Task :: Taking the line that contains "widened to float." as the first, copy exactly every line through the last line of the records, and nothing else.

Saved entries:

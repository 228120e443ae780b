/// Comparison operators.
///
/// `<` and `>` produce `1` or `0`, typed like their promoted operands.
pub mod comparison;
/// Dispatch and promotion.
///
/// Decides per operation whether both operands are widened to float.
pub mod core;
/// Exponentiation in both the squaring and standard modes.
pub mod power;
/// Arithmetic on integers and on floats.
pub mod scalar;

Worked solution ::
/// Decides per operation whether both operands are widened to float.
pub mod core;
/// Exponentiation in both the squaring and standard modes.
pub mod power;
/// Arithmetic on integers and on floats.
pub mod scalar;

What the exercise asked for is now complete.